People just keep asking about Elmer, Elmer being Elmer McCurdy, an outlaw turned sideshow mummy. In March, producers from the T.V. show Mysteries at the Museum contacted the Oklahoma Territorial Museum about doing an episode on McCurdy. In the course of the week, two other people approached me about the story. I knew the basics: inept outlaw killed in a shootout with law enforcement, mummified with too much arsenic, sideshow attraction for 66 years, and buried in Guthrie after being found in a California funhouse. I needed to learn more.
I pulled the vertical file on McCurdy, took down the two books in our research library on the story, and started reading. One book mentioned that McCurdy had been shot with an automatic revolver. The L.A. county autopsy report noted that it was approximately .32 caliber. The director of the museum told me that we had a collection of artifacts from the family of Stringer Fenton, a member of the posse. I immediately pulled the accession file and poured over the list; pictures, documents, and guns. One gun grabbed my attention, a 7.65, 1900 “Commercial” Luger. 7.65mm is approximately .32 caliber. Did we have the gun that killed Elmer McCurdy?
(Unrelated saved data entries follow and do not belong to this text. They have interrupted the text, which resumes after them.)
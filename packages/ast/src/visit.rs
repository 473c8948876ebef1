//! Mutable visitor for plugin passes.
//!
//! Override the `visit_*` hooks you care about; the default implementations
//! walk the whole tree. Shared-reference traversal goes through
//! [`crate::fields::walk`] instead.

use crate::ast::*;

pub trait VisitorMut: Sized {
    fn visit_root_mut(&mut self, root: &mut Root) {
        walk_root_mut(self, root);
    }

    fn visit_element_mut(&mut self, element: &mut Element) {
        walk_element_mut(self, element);
    }

    fn visit_attribute_mut(&mut self, _attribute: &mut Attribute) {
        // Leaf for the default walk; override to edit keys and values.
    }

    fn visit_text_mut(&mut self, _text: &mut Text) {
        // Leaf node.
    }

    fn visit_expression_container_mut(&mut self, _container: &mut ExpressionContainer) {
        // Leaf for the default walk; the expression inside is edited in place.
    }
}

pub fn walk_root_mut<V: VisitorMut>(visitor: &mut V, root: &mut Root) {
    for child in &mut root.children {
        walk_child_mut(visitor, child);
    }
}

pub fn walk_child_mut<V: VisitorMut>(visitor: &mut V, child: &mut ElementChild) {
    match child {
        ElementChild::Element(element) => visitor.visit_element_mut(element),
        ElementChild::Text(text) => visitor.visit_text_mut(text),
        ElementChild::ExpressionContainer(container) => {
            visitor.visit_expression_container_mut(container);
        }
    }
}

pub fn walk_element_mut<V: VisitorMut>(visitor: &mut V, element: &mut Element) {
    for attribute in &mut element.start_tag.attributes {
        visitor.visit_attribute_mut(attribute);
    }
    for child in &mut element.children {
        walk_child_mut(visitor, child);
    }
}

#[cfg(test)]
mod tests {
    use super::*;
    use crate::builders;

    struct Renamer {
        count: usize,
    }

    impl VisitorMut for Renamer {
        fn visit_element_mut(&mut self, element: &mut Element) {
            if element.name == "b" {
                element.name = "strong".into();
                element.raw_name = "strong".into();
                self.count += 1;
            }
            walk_element_mut(self, element);
        }
    }

    #[test]
    fn visitor_reaches_nested_elements() {
        let mut root = builders::root(vec![ElementChild::Element(builders::element(
            "div",
            builders::start_tag(vec![], false),
            vec![ElementChild::Element(builders::element(
                "b",
                builders::start_tag(vec![], false),
                vec![],
            ))],
        ))]);

        let mut renamer = Renamer { count: 0 };
        renamer.visit_root_mut(&mut root);
        assert_eq!(renamer.count, 1);
    }
}
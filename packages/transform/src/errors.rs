use revamp_parser::ParseError;
use thiserror::Error;

#[derive(Error, Debug)]
pub enum TransformError {
    #[error(transparent)]
    Parse(#[from] ParseError),

    #[error("plugin {plugin:?} failed")]
    Plugin {
        plugin: String,
        #[source]
        source: anyhow::Error,
    },

    #[error("reporter {plugin:?} failed")]
    Report {
        plugin: String,
        #[source]
        source: anyhow::Error,
    },

    #[error("printer failed on a {lang:?} region")]
    Printer {
        lang: String,
        #[source]
        source: anyhow::Error,
    },

    /// Two replacement ranges claimed the same bytes. The collapser is
    /// supposed to make this impossible, so hitting it is a pipeline bug.
    #[error("replacement ranges overlap at byte {at}")]
    OverlappingEdits { at: usize },

    /// A collapsed change path did not name a node in the snapshot. Also a
    /// pipeline bug.
    #[error("change path {path:?} does not resolve")]
    PathResolution { path: String },
}
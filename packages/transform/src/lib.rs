pub mod collapse;
pub mod differ;
pub mod errors;
pub mod patch;
pub mod plugin;
pub mod printer;
pub mod report;
pub mod transform;

pub use collapse::{collapse, CollapseResult, DirtyNode, ROOT_PROXIMITY_THRESHOLD};
pub use differ::{diff, ChangeEntry, ChangeKind};
pub use errors::TransformError;
pub use patch::PatchBuffer;
pub use plugin::{CodemodPlugin, PluginContext, ReportContext, ReporterPlugin};
pub use printer::{PassthroughPrinter, SubPrinter};
pub use report::{Report, Reporter, ReportTargetError};
pub use transform::{find_manual_migrations, transform, TransformResult};
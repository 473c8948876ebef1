//! Deterministic stringifier.
//!
//! Prints a node in canonical form: attributes separated by single spaces,
//! double-quoted values, shorthand directive spellings preserved through
//! `raw_name`, and mustache children wrapped back in their delimiters by the
//! parent rule. The output of a node depends only on the node itself, never
//! on spans or surrounding source text.

use revamp_ast::*;

/// Canonical directive names that have a shorthand spelling.
const SHORTHANDS: &[(&str, &str)] = &[("bind", ":"), ("on", "@"), ("slot", "#")];

fn shorthand_symbol(name: &str) -> Option<&'static str> {
    SHORTHANDS
        .iter()
        .find(|(canonical, _)| *canonical == name)
        .map(|&(_, symbol)| symbol)
}

pub fn stringify(node: NodeRef<'_>) -> String {
    match node {
        NodeRef::Root(n) => stringify_root(n),
        NodeRef::Element(n) => stringify_element(n),
        NodeRef::StartTag(n) => stringify_start_tag(n),
        NodeRef::EndTag(n) => stringify_end_tag(n),
        NodeRef::Text(n) => stringify_text(n),
        NodeRef::Comment(n) => stringify_comment(n),
        NodeRef::Attribute(n) => stringify_attribute(n),
        NodeRef::DirectiveKey(n) => stringify_directive_key(n),
        NodeRef::Identifier(n) => n.raw_name.clone(),
        NodeRef::Literal(n) => n.value.clone(),
        NodeRef::ExpressionContainer(n) => stringify_container(n),
        NodeRef::ScriptExpr(n) => n.code.clone(),
        NodeRef::ForExpression(n) => stringify_for(n),
        NodeRef::OnExpression(n) => stringify_on(n),
        NodeRef::SlotScopeExpression(n) => stringify_slot_scope(n),
        NodeRef::FilterSequence(n) => stringify_filter_sequence(n),
        NodeRef::Filter(n) => stringify_filter(n),
    }
}

pub fn stringify_root(root: &Root) -> String {
    root.children.iter().map(stringify_child).collect()
}

fn stringify_child(child: &ElementChild) -> String {
    match child {
        ElementChild::Element(el) => stringify_element(el),
        ElementChild::Text(text) => stringify_text(text),
        ElementChild::ExpressionContainer(container) => {
            let mut out = String::new();
            if let Some(comment) = &container.leading_comment {
                out.push_str(&stringify_comment(comment));
            }
            out.push_str("{{ ");
            out.push_str(&stringify_container(container));
            out.push_str(" }}");
            out
        }
    }
}

pub fn stringify_element(el: &Element) -> String {
    let mut out = String::new();
    if let Some(comment) = &el.start_tag.leading_comment {
        out.push_str(&stringify_comment(comment));
    }
    out.push('<');
    out.push_str(&el.raw_name);
    out.push_str(&start_tag_body(&el.start_tag));
    out.push('>');

    if el.start_tag.self_closing || is_void_element(&el.name) {
        return out;
    }

    for child in &el.children {
        out.push_str(&stringify_child(child));
    }
    if let Some(end_tag) = &el.end_tag {
        out.push_str(&stringify_end_tag(end_tag));
    }
    out.push_str("</");
    out.push_str(&el.raw_name);
    out.push('>');
    out
}

fn start_tag_body(tag: &StartTag) -> String {
    let mut out = String::new();
    for attribute in &tag.attributes {
        out.push(' ');
        out.push_str(&stringify_attribute(attribute));
    }
    if tag.self_closing {
        out.push_str(" /");
    }
    out
}

/// A start tag on its own has no element name to print; it renders its
/// attribute list and self-closing marker.
pub fn stringify_start_tag(tag: &StartTag) -> String {
    let mut out = String::new();
    if let Some(comment) = &tag.leading_comment {
        out.push_str(&stringify_comment(comment));
    }
    out.push_str(&start_tag_body(tag));
    out
}

/// The `</name>` text belongs to the element rule; an end tag renders only
/// its leading comment.
pub fn stringify_end_tag(tag: &EndTag) -> String {
    tag.leading_comment
        .as_ref()
        .map(stringify_comment)
        .unwrap_or_default()
}

pub fn stringify_text(text: &Text) -> String {
    let mut out = String::new();
    if let Some(comment) = &text.leading_comment {
        out.push_str(&stringify_comment(comment));
    }
    out.push_str(&text.value);
    out
}

pub fn stringify_comment(comment: &Comment) -> String {
    let mut out = String::new();
    if let Some(earlier) = &comment.leading_comment {
        out.push_str(&stringify_comment(earlier));
    }
    out.push_str("<!--");
    out.push_str(&comment.value);
    out.push_str("-->");
    out
}

pub fn stringify_attribute(attribute: &Attribute) -> String {
    let mut out = match &attribute.key {
        AttributeKey::Static(name) => name.raw_name.clone(),
        AttributeKey::Directive(key) => stringify_directive_key(key),
    };
    if let Some(value) = &attribute.value {
        out.push_str("=\"");
        match value {
            AttributeValue::Literal(literal) => out.push_str(&literal.value),
            AttributeValue::Container(container) => out.push_str(&stringify_container(container)),
        }
        out.push('"');
    }
    out
}

pub fn stringify_directive_key(key: &DirectiveKey) -> String {
    let mut out = String::new();
    let is_shorthand = shorthand_symbol(&key.name.name).is_some_and(|s| key.name.raw_name == s);

    if is_shorthand || key.name.name == "slot-scope" {
        out.push_str(&key.name.raw_name);
    } else {
        out.push_str("v-");
        out.push_str(&key.name.raw_name);
    }

    match &key.argument {
        Some(DirectiveArgument::Static(arg)) => {
            if !is_shorthand {
                out.push(':');
            }
            out.push_str(&arg.raw_name);
        }
        Some(DirectiveArgument::Dynamic(container)) => {
            if !is_shorthand {
                out.push(':');
            }
            out.push('[');
            out.push_str(&stringify_container(container));
            out.push(']');
        }
        None => {}
    }

    for modifier in &key.modifiers {
        out.push('.');
        out.push_str(&modifier.raw_name);
    }
    out
}

/// Delimiters (mustache braces, value quotes) belong to the parent rule.
pub fn stringify_container(container: &ExpressionContainer) -> String {
    container
        .expression
        .as_ref()
        .map(stringify_expression)
        .unwrap_or_default()
}

fn stringify_expression(expression: &Expression) -> String {
    match expression {
        Expression::Script(expr) => expr.code.clone(),
        Expression::For(expr) => stringify_for(expr),
        Expression::On(expr) => stringify_on(expr),
        Expression::SlotScope(expr) => stringify_slot_scope(expr),
        Expression::FilterSequence(seq) => stringify_filter_sequence(seq),
    }
}

pub fn stringify_for(expr: &ForExpression) -> String {
    let bindings = expr
        .left
        .iter()
        .map(|binding| binding.code.as_str())
        .collect::<Vec<_>>()
        .join(", ");
    let left = if expr.left.len() > 1 {
        format!("({bindings})")
    } else {
        bindings
    };
    format!("{left} in {}", expr.right.code)
}

pub fn stringify_on(expr: &OnExpression) -> String {
    expr.body
        .iter()
        .map(|statement| statement.code.as_str())
        .collect::<Vec<_>>()
        .join("; ")
}

pub fn stringify_slot_scope(expr: &SlotScopeExpression) -> String {
    expr.params
        .iter()
        .map(|param| param.code.as_str())
        .collect::<Vec<_>>()
        .join(", ")
}

pub fn stringify_filter_sequence(seq: &FilterSequence) -> String {
    let mut out = seq.expression.code.clone();
    for filter in &seq.filters {
        out.push_str(" | ");
        out.push_str(&stringify_filter(filter));
    }
    out
}

pub fn stringify_filter(filter: &Filter) -> String {
    let mut out = filter.callee.raw_name.clone();
    if !filter.arguments.is_empty() {
        out.push('(');
        out.push_str(
            &filter
                .arguments
                .iter()
                .map(|argument| argument.code.as_str())
                .collect::<Vec<_>>()
                .join(", "),
        );
        out.push(')');
    }
    out
}

#[cfg(test)]
mod tests {
    use super::*;
    use crate::parser::parse;
    use revamp_ast::builders;

    fn round_trip(src: &str) {
        let root = parse(src).unwrap();
        assert_eq!(stringify_root(&root), src, "reprint of {src:?}");
    }

    #[test]
    fn reprints_canonical_sources_byte_for_byte() {
        round_trip("<div id=\"app\"><span>hi</span></div>");
        round_trip("<ul>\n  <li v-for=\"(item, index) in list\">{{ item }}</li>\n</ul>");
        round_trip("<a :href=\"url\" @click.stop=\"go\">x</a>");
        round_trip("<input type=\"text\" disabled>");
        round_trip("<custom />");
        round_trip("<p>{{ name | truncate(10, '...') | capitalize }}</p>");
        round_trip("<div><!-- note --><span></span></div>");
        round_trip("<div>text<!-- last --></div>");
        round_trip("<template #header=\"{ item }\"><b slot-scope=\"props\"></b></template>");
        round_trip("<a v-bind:[key].sync=\"value\"></a>");
    }

    #[test]
    fn shorthand_spelling_follows_raw_name() {
        let key = builders::directive_key(
            builders::identifier_raw("bind", ":"),
            Some(DirectiveArgument::Static(builders::identifier("href"))),
            vec![],
        );
        assert_eq!(stringify_directive_key(&key), ":href");

        let longhand = builders::directive_key(
            builders::identifier("bind"),
            Some(DirectiveArgument::Static(builders::identifier("href"))),
            vec![],
        );
        assert_eq!(stringify_directive_key(&longhand), "v-bind:href");
    }

    #[test]
    fn built_elements_print_in_canonical_form() {
        let el = builders::element(
            "div",
            builders::start_tag(
                vec![builders::attribute(
                    builders::identifier("class"),
                    Some(builders::literal("box")),
                )],
                false,
            ),
            vec![ElementChild::Text(builders::text("hi"))],
        );
        assert_eq!(stringify_element(&el), "<div class=\"box\">hi</div>");
    }

    #[test]
    fn void_elements_never_print_end_tags() {
        let el = builders::element("br", builders::start_tag(vec![], false), vec![]);
        assert_eq!(stringify_element(&el), "<br>");
    }

    #[test]
    fn self_closing_prints_a_space_slash() {
        let el = builders::element("custom", builders::start_tag(vec![], true), vec![]);
        assert_eq!(stringify_element(&el), "<custom />");
    }

    #[test]
    fn iteration_parens_only_with_multiple_bindings() {
        let two = builders::for_expression(
            vec![builders::script_expr("item"), builders::script_expr("i")],
            builders::script_expr("list"),
        );
        assert_eq!(stringify_for(&two), "(item, i) in list");

        let one = builders::for_expression(
            vec![builders::script_expr("item")],
            builders::script_expr("list"),
        );
        assert_eq!(stringify_for(&one), "item in list");
    }

    #[test]
    fn filters_keep_their_arguments() {
        let seq = builders::filter_sequence(
            builders::script_expr("price"),
            vec![
                builders::filter(
                    builders::identifier("currency"),
                    vec![builders::script_expr("'$'")],
                ),
                builders::filter(builders::identifier("round"), vec![]),
            ],
        );
        assert_eq!(stringify_filter_sequence(&seq), "price | currency('$') | round");
    }

    #[test]
    fn printed_trees_reparse_to_the_same_structure() {
        let el = builders::element(
            "li",
            builders::start_tag(
                vec![
                    builders::attribute(
                        builders::identifier("class"),
                        Some(builders::literal("row")),
                    ),
                    builders::directive(
                        builders::directive_key(
                            builders::identifier_raw("bind", ":"),
                            Some(DirectiveArgument::Static(builders::identifier("key"))),
                            vec![],
                        ),
                        Some(builders::expression_container(Some(Expression::Script(
                            builders::script_expr("index"),
                        )))),
                    ),
                ],
                false,
            ),
            vec![ElementChild::ExpressionContainer(
                builders::expression_container(Some(Expression::Script(builders::script_expr(
                    "item",
                )))),
            )],
        );

        let printed = stringify_element(&el);
        let root = parse(&printed).unwrap();
        let ElementChild::Element(reparsed) = &root.children[0] else {
            panic!("expected the printed element back");
        };
        assert!(structural_eq(
            NodeRef::Element(&el),
            NodeRef::Element(reparsed),
        ));
    }

    #[test]
    fn comments_print_before_their_owner() {
        let mut text = builders::text("hello");
        text.leading_comment = Some(builders::comment(" note ", None));
        assert_eq!(stringify_text(&text), "<!-- note -->hello");
    }
}
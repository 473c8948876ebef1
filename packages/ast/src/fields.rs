//! Field reflection over the node model.
//!
//! Every structural field of every node kind is enumerable through
//! [`fields`], which the differ, the path resolver, the matcher and the
//! structural comparator all share. Derived metadata (spans, ids, parent
//! links) is deliberately not exposed here, so everything built on top of
//! this module ignores it for free.

use std::fmt;

use crate::ast::*;

/// One step of a path from a region root to a node or field.
#[derive(Debug, Clone, Copy, PartialEq, Eq)]
pub enum PathStep {
    Field(&'static str),
    Index(usize),
}

impl fmt::Display for PathStep {
    fn fmt(&self, f: &mut fmt::Formatter<'_>) -> fmt::Result {
        match self {
            PathStep::Field(name) => write!(f, "{name}"),
            PathStep::Index(i) => write!(f, "{i}"),
        }
    }
}

/// Renders a path as `children.1.start_tag.attributes.0` for diagnostics.
pub fn format_path(path: &[PathStep]) -> String {
    let mut out = String::new();
    for (i, step) in path.iter().enumerate() {
        if i > 0 {
            out.push('.');
        }
        out.push_str(&step.to_string());
    }
    out
}

/// A structural field value: either a scalar or one-or-more child nodes.
#[derive(Debug, Clone)]
pub enum FieldValue<'a> {
    Str(&'a str),
    Bool(bool),
    Node(NodeRef<'a>),
    OptNode(Option<NodeRef<'a>>),
    List(Vec<NodeRef<'a>>),
}

fn comment_ref(comment: &Option<Comment>) -> FieldValue<'_> {
    FieldValue::OptNode(comment.as_ref().map(NodeRef::Comment))
}

/// Enumerates the structural fields of a node, in declaration order.
pub fn fields(node: NodeRef<'_>) -> Vec<(&'static str, FieldValue<'_>)> {
    match node {
        NodeRef::Root(n) => vec![(
            "children",
            FieldValue::List(n.children.iter().map(NodeRef::from).collect()),
        )],
        NodeRef::Element(n) => vec![
            ("name", FieldValue::Str(&n.name)),
            ("raw_name", FieldValue::Str(&n.raw_name)),
            ("start_tag", FieldValue::Node(NodeRef::StartTag(&n.start_tag))),
            (
                "children",
                FieldValue::List(n.children.iter().map(NodeRef::from).collect()),
            ),
            (
                "end_tag",
                FieldValue::OptNode(n.end_tag.as_ref().map(NodeRef::EndTag)),
            ),
        ],
        NodeRef::StartTag(n) => vec![
            (
                "attributes",
                FieldValue::List(n.attributes.iter().map(NodeRef::Attribute).collect()),
            ),
            ("self_closing", FieldValue::Bool(n.self_closing)),
            ("leading_comment", comment_ref(&n.leading_comment)),
        ],
        NodeRef::EndTag(n) => vec![("leading_comment", comment_ref(&n.leading_comment))],
        NodeRef::Text(n) => vec![
            ("value", FieldValue::Str(&n.value)),
            ("leading_comment", comment_ref(&n.leading_comment)),
        ],
        NodeRef::Comment(n) => vec![
            ("value", FieldValue::Str(&n.value)),
            (
                "leading_comment",
                FieldValue::OptNode(n.leading_comment.as_deref().map(NodeRef::Comment)),
            ),
        ],
        NodeRef::Attribute(n) => vec![
            ("directive", FieldValue::Bool(n.directive)),
            ("key", FieldValue::Node(NodeRef::from(&n.key))),
            (
                "value",
                FieldValue::OptNode(n.value.as_ref().map(NodeRef::from)),
            ),
        ],
        NodeRef::DirectiveKey(n) => vec![
            ("name", FieldValue::Node(NodeRef::Identifier(&n.name))),
            (
                "argument",
                FieldValue::OptNode(n.argument.as_ref().map(NodeRef::from)),
            ),
            (
                "modifiers",
                FieldValue::List(n.modifiers.iter().map(NodeRef::Identifier).collect()),
            ),
        ],
        NodeRef::Identifier(n) => vec![
            ("name", FieldValue::Str(&n.name)),
            ("raw_name", FieldValue::Str(&n.raw_name)),
        ],
        NodeRef::Literal(n) => vec![("value", FieldValue::Str(&n.value))],
        NodeRef::ExpressionContainer(n) => vec![
            (
                "expression",
                FieldValue::OptNode(n.expression.as_ref().map(NodeRef::from)),
            ),
            ("leading_comment", comment_ref(&n.leading_comment)),
        ],
        NodeRef::ScriptExpr(n) => vec![("code", FieldValue::Str(&n.code))],
        NodeRef::ForExpression(n) => vec![
            (
                "left",
                FieldValue::List(n.left.iter().map(NodeRef::ScriptExpr).collect()),
            ),
            ("right", FieldValue::Node(NodeRef::ScriptExpr(&n.right))),
        ],
        NodeRef::OnExpression(n) => vec![(
            "body",
            FieldValue::List(n.body.iter().map(NodeRef::ScriptExpr).collect()),
        )],
        NodeRef::SlotScopeExpression(n) => vec![(
            "params",
            FieldValue::List(n.params.iter().map(NodeRef::ScriptExpr).collect()),
        )],
        NodeRef::FilterSequence(n) => vec![
            (
                "expression",
                FieldValue::Node(NodeRef::ScriptExpr(&n.expression)),
            ),
            (
                "filters",
                FieldValue::List(n.filters.iter().map(NodeRef::Filter).collect()),
            ),
        ],
        NodeRef::Filter(n) => vec![
            ("callee", FieldValue::Node(NodeRef::Identifier(&n.callee))),
            (
                "arguments",
                FieldValue::List(n.arguments.iter().map(NodeRef::ScriptExpr).collect()),
            ),
        ],
    }
}

/// Follows a node path from `root`. A `Field` step naming a list field must
/// be followed by an `Index` step.
pub fn resolve<'a>(root: NodeRef<'a>, path: &[PathStep]) -> Option<NodeRef<'a>> {
    let mut current = root;
    let mut i = 0;

    while i < path.len() {
        let PathStep::Field(name) = path[i] else {
            return None;
        };

        let value = fields(current)
            .into_iter()
            .find(|(field, _)| *field == name)?
            .1;

        match value {
            FieldValue::Node(node) => {
                current = node;
                i += 1;
            }
            FieldValue::OptNode(Some(node)) => {
                current = node;
                i += 1;
            }
            FieldValue::List(items) => match path.get(i + 1) {
                Some(PathStep::Index(index)) => {
                    current = *items.get(*index)?;
                    i += 2;
                }
                _ => return None,
            },
            _ => return None,
        }
    }

    Some(current)
}

/// Deep structural equality, ignoring spans, ids and parent links.
pub fn structural_eq(a: NodeRef<'_>, b: NodeRef<'_>) -> bool {
    if a.kind() != b.kind() {
        return false;
    }

    let fields_a = fields(a);
    let fields_b = fields(b);
    debug_assert_eq!(fields_a.len(), fields_b.len());

    fields_a
        .into_iter()
        .zip(fields_b)
        .all(|((_, va), (_, vb))| match (va, vb) {
            (FieldValue::Str(x), FieldValue::Str(y)) => x == y,
            (FieldValue::Bool(x), FieldValue::Bool(y)) => x == y,
            (FieldValue::Node(x), FieldValue::Node(y)) => structural_eq(x, y),
            (FieldValue::OptNode(None), FieldValue::OptNode(None)) => true,
            (FieldValue::OptNode(Some(x)), FieldValue::OptNode(Some(y))) => structural_eq(x, y),
            (FieldValue::List(xs), FieldValue::List(ys)) => {
                xs.len() == ys.len()
                    && xs.into_iter().zip(ys).all(|(x, y)| structural_eq(x, y))
            }
            _ => false,
        })
}

/// Depth-first pre-order walk over a node and all of its descendants.
pub fn walk<'a>(node: NodeRef<'a>, f: &mut impl FnMut(NodeRef<'a>)) {
    f(node);
    for (_, value) in fields(node) {
        match value {
            FieldValue::Node(child) => walk(child, f),
            FieldValue::OptNode(Some(child)) => walk(child, f),
            FieldValue::List(children) => {
                for child in children {
                    walk(child, f);
                }
            }
            _ => {}
        }
    }
}

/// Finds a node by the id assigned to it by the parent-link builder.
pub fn find_by_id(root: NodeRef<'_>, id: NodeId) -> Option<NodeRef<'_>> {
    let mut found = None;
    walk(root, &mut |node| {
        if found.is_none() && node.id() == id {
            found = Some(node);
        }
    });
    found
}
The Gateway to Oklahoma History is an incredible resource, The Oklahoma Historical Society has been digitizing newspapers since 2009, and it was instrumental in researching McCurdy and Stringer Fenton. In an October 15, 1911 issue of the Tulsa World, I found an interview with Fenton at the Tulsa train depot, where he stated “a bullet from my Luger automatic had also went through the center of one of his suspenders and nearly through the right side of his body.” I now knew that Stringer Fenton used the Luger in the gunfight with McCurdy and had probably killed him with it.
McCurdy has been portrayed as an inept outlaw, but research shows otherwise. At the turn of the twentieth century the middle of America was plagued by “Yeggs” or “Yeggmen,” (safecrackers). These Yeggs traveled from place to place, used numerous aliases, and robbed rural banks, post offices, and stores. They didn’t practice finesse. Brute force, in the form of nitroglycerin, unhinged safe doors, destroyed bank interiors, and melted silver coins inside the safe. Losing some of the silver was a cost of doing business. The Yegg description fits what we know of McCurdy.
Listening to our audience led us to do research, and the new information led to an exhibit that questioned long-held beliefs regarding the story of Elmer McCurdy. Our exhibit addresses these misconceptions and portrays McCurdy as a career criminal rather than as a bumbling fool. It also shines a light on the hero of the story in 1911, Stringer Fenton.
The exhibit won two awards from the Oklahoma Museums Association in 2014 and is available as a traveling exhibit.